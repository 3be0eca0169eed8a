use crate::cli::TracingFormat;
use crate::config::Config;
use tracing_subscriber::layer::SubscriberExt;
use tracing_subscriber::util::SubscriberInitExt;
use tracing_subscriber::{EnvFilter, fmt::format::FmtSpan};

/// Build the default filter: dependencies at `warn`, this crate at `log_level`.
pub fn default_filter(log_level: &str) -> EnvFilter {
    EnvFilter::new(format!("warn,marketflow={log_level}"))
}

/// Configure and initialize logging for the application.
///
/// `RUST_LOG`, when set, replaces the configured filter entirely.
pub fn setup_logging(config: &Config, tracing_format: TracingFormat) {
    let filter =
        EnvFilter::try_from_default_env().unwrap_or_else(|_| default_filter(&config.log_level));

    match tracing_format {
        TracingFormat::Pretty => {
            tracing_subscriber::registry()
                .with(filter)
                .with(
                    tracing_subscriber::fmt::layer()
                        .with_target(true)
                        .compact(),
                )
                .init();
        }
        TracingFormat::Json => {
            tracing_subscriber::registry()
                .with(filter)
                .with(
                    tracing_subscriber::fmt::layer()
                        .with_target(true)
                        .json()
                        .with_current_span(true)
                        .with_span_list(false)
                        .with_span_events(FmtSpan::NONE),
                )
                .init();
        }
    }
}
//! HTTP upstream for one segment: a single GET returning a `{"data": [...]}`
//! envelope of instrument rows.

use super::json::decode_payload;
use super::{FetchError, UpstreamSource};
use crate::market::{MarketRecord, Provenance, RecordStatus, Segment};
use async_trait::async_trait;
use chrono::{DateTime, Utc};
use serde::Deserialize;
use tracing::debug;
use url::Url;

#[derive(Debug, Deserialize)]
struct Envelope {
    data: Vec<UpstreamRow>,
}

#[derive(Debug, Deserialize)]
#[serde(rename_all = "camelCase")]
struct UpstreamRow {
    code: String,
    name: String,
    #[serde(default, alias = "industryCode")]
    classification_code: Option<String>,
    #[serde(default, alias = "industryName")]
    classification_name: Option<String>,
    total_value: f64,
    #[serde(alias = "netInflow")]
    daily_net_inflow: f64,
    #[serde(default)]
    net_inflow_ratio: Option<f64>,
    #[serde(alias = "volatility")]
    recent_volatility: f64,
    #[serde(rename = "latest7dInflow", alias = "inflow7d")]
    latest_7d_inflow: f64,
    #[serde(default)]
    suspended: bool,
    #[serde(default)]
    updated_at: Option<DateTime<Utc>>,
}

impl UpstreamRow {
    fn normalize(self, segment: &Segment, fetched_at: DateTime<Utc>) -> MarketRecord {
        let classification_code = self
            .classification_code
            .map(|c| c.trim().to_owned())
            .unwrap_or_default();
        let status = if self.suspended {
            RecordStatus::Suspended
        } else if classification_code.is_empty() {
            RecordStatus::Unmapped
        } else {
            RecordStatus::Normal
        };
        let net_inflow_ratio = self.net_inflow_ratio.unwrap_or_else(|| {
            if self.total_value > 0.0 {
                self.daily_net_inflow / self.total_value * 100.0
            } else {
                0.0
            }
        });

        MarketRecord {
            code: self.code.trim().to_owned(),
            name: self.name.trim().to_owned(),
            segment: segment.id.clone(),
            classification_code,
            classification_name: self.classification_name.unwrap_or_default(),
            total_value: self.total_value,
            daily_net_inflow: self.daily_net_inflow,
            net_inflow_ratio,
            recent_volatility: self.recent_volatility,
            latest_7d_inflow: self.latest_7d_inflow,
            last_updated: self.updated_at.unwrap_or(fetched_at),
            status,
            provenance: Provenance::Live,
        }
    }
}

/// Fetches one segment's instruments from a JSON endpoint.
pub struct HttpSource {
    http: reqwest::Client,
    endpoint: Url,
}

impl HttpSource {
    pub fn new(http: reqwest::Client, endpoint: Url) -> Self {
        Self { http, endpoint }
    }
}

#[async_trait]
impl UpstreamSource for HttpSource {
    async fn fetch_records(&self, segment: &Segment) -> Result<Vec<MarketRecord>, FetchError> {
        let response = self
            .http
            .get(self.endpoint.clone())
            .query(&[("segment", segment.id.as_str())])
            .send()
            .await
            .map_err(|e| FetchError::ConnectionFailure(e.to_string()))?;

        let status = response.status();
        if !status.is_success() {
            return Err(FetchError::ConnectionFailure(format!(
                "{} returned HTTP {status}",
                self.endpoint
            )));
        }

        let body = response
            .text()
            .await
            .map_err(|e| FetchError::ConnectionFailure(e.to_string()))?;
        let envelope: Envelope = decode_payload(&body)?;
        debug!(
            segment = %segment.id,
            rows = envelope.data.len(),
            bytes = body.len(),
            "Decoded upstream payload"
        );

        let fetched_at = Utc::now();
        Ok(envelope
            .data
            .into_iter()
            .map(|row| row.normalize(segment, fetched_at))
            .collect())
    }
}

:::

Please copy the entire listing, leaving each line exactly as written.

# Task answer
repository 3be0eca0169eed8a
use crate::cli::TracingFormat;
use crate::config::Config;
use tracing_subscriber::layer::SubscriberExt;
use tracing_subscriber::util::SubscriberInitExt;
use tracing_subscriber::{EnvFilter, fmt::format::FmtSpan};

/// Build the default filter: dependencies at `warn`, this crate at `log_level`.
pub fn default_filter(log_level: &str) -> EnvFilter {
    EnvFilter::new(format!("warn,marketflow={log_level}"))
}

/// Configure and initialize logging for the application.
///
/// `RUST_LOG`, when set, replaces the configured filter entirely.
pub fn setup_logging(config: &Config, tracing_format: TracingFormat) {
    let filter =
        EnvFilter::try_from_default_env().unwrap_or_else(|_| default_filter(&config.log_level));

    match tracing_format {
        TracingFormat::Pretty => {
            tracing_subscriber::registry()
                .with(filter)
                .with(
                    tracing_subscriber::fmt::layer()
                        .with_target(true)
                        .compact(),
                )
                .init();
        }
        TracingFormat::Json => {
            tracing_subscriber::registry()
                .with(filter)
                .with(
                    tracing_subscriber::fmt::layer()
                        .with_target(true)
                        .json()
                        .with_current_span(true)
                        .with_span_list(false)
                        .with_span_events(FmtSpan::NONE),
                )
                .init();
        }
    }
}
//! HTTP upstream for one segment: a single GET returning a `{"data": [...]}`
//! envelope of instrument rows.

use super::json::decode_payload;
use super::{FetchError, UpstreamSource};
use crate::market::{MarketRecord, Provenance, RecordStatus, Segment};
use async_trait::async_trait;
use chrono::{DateTime, Utc};
use serde::Deserialize;
use tracing::debug;
use url::Url;

#[derive(Debug, Deserialize)]
struct Envelope {
    data: Vec<UpstreamRow>,
}

#[derive(Debug, Deserialize)]
#[serde(rename_all = "camelCase")]
struct UpstreamRow {
    code: String,
    name: String,
    #[serde(default, alias = "industryCode")]
    classification_code: Option<String>,
    #[serde(default, alias = "industryName")]
    classification_name: Option<String>,
    total_value: f64,
    #[serde(alias = "netInflow")]
    daily_net_inflow: f64,
    #[serde(default)]
    net_inflow_ratio: Option<f64>,
    #[serde(alias = "volatility")]
    recent_volatility: f64,
    #[serde(rename = "latest7dInflow", alias = "inflow7d")]
    latest_7d_inflow: f64,
    #[serde(default)]
    suspended: bool,
    #[serde(default)]
    updated_at: Option<DateTime<Utc>>,
}

impl UpstreamRow {
    fn normalize(self, segment: &Segment, fetched_at: DateTime<Utc>) -> MarketRecord {
        let classification_code = self
            .classification_code
            .map(|c| c.trim().to_owned())
            .unwrap_or_default();
        let status = if self.suspended {
            RecordStatus::Suspended
        } else if classification_code.is_empty() {
            RecordStatus::Unmapped
        } else {
            RecordStatus::Normal
        };
        let net_inflow_ratio = self.net_inflow_ratio.unwrap_or_else(|| {
            if self.total_value > 0.0 {
                self.daily_net_inflow / self.total_value * 100.0
            } else {
                0.0
            }
        });

        MarketRecord {
            code: self.code.trim().to_owned(),
            name: self.name.trim().to_owned(),
            segment: segment.id.clone(),
            classification_code,
            classification_name: self.classification_name.unwrap_or_default(),
            total_value: self.total_value,
            daily_net_inflow: self.daily_net_inflow,
            net_inflow_ratio,
            recent_volatility: self.recent_volatility,
            latest_7d_inflow: self.latest_7d_inflow,
            last_updated: self.updated_at.unwrap_or(fetched_at),
            status,
            provenance: Provenance::Live,
        }
    }
}

/// Fetches one segment's instruments from a JSON endpoint.
pub struct HttpSource {
    http: reqwest::Client,
    endpoint: Url,
}

impl HttpSource {
    pub fn new(http: reqwest::Client, endpoint: Url) -> Self {
        Self { http, endpoint }
    }
}

#[async_trait]
impl UpstreamSource for HttpSource {
    async fn fetch_records(&self, segment: &Segment) -> Result<Vec<MarketRecord>, FetchError> {
        let response = self
            .http
            .get(self.endpoint.clone())
            .query(&[("segment", segment.id.as_str())])
            .send()
            .await
            .map_err(|e| FetchError::ConnectionFailure(e.to_string()))?;

        let status = response.status();
        if !status.is_success() {
            return Err(FetchError::ConnectionFailure(format!(
                "{} returned HTTP {status}",
                self.endpoint
            )));
        }

        let body = response
            .text()
            .await
            .map_err(|e| FetchError::ConnectionFailure(e.to_string()))?;
        let envelope: Envelope = decode_payload(&body)?;
        debug!(
            segment = %segment.id,
            rows = envelope.data.len(),
            bytes = body.len(),
            "Decoded upstream payload"
        );

        let fetched_at = Utc::now();
        Ok(envelope
            .data
            .into_iter()
            .map(|row| row.normalize(segment, fetched_at))
            .collect())
    }
}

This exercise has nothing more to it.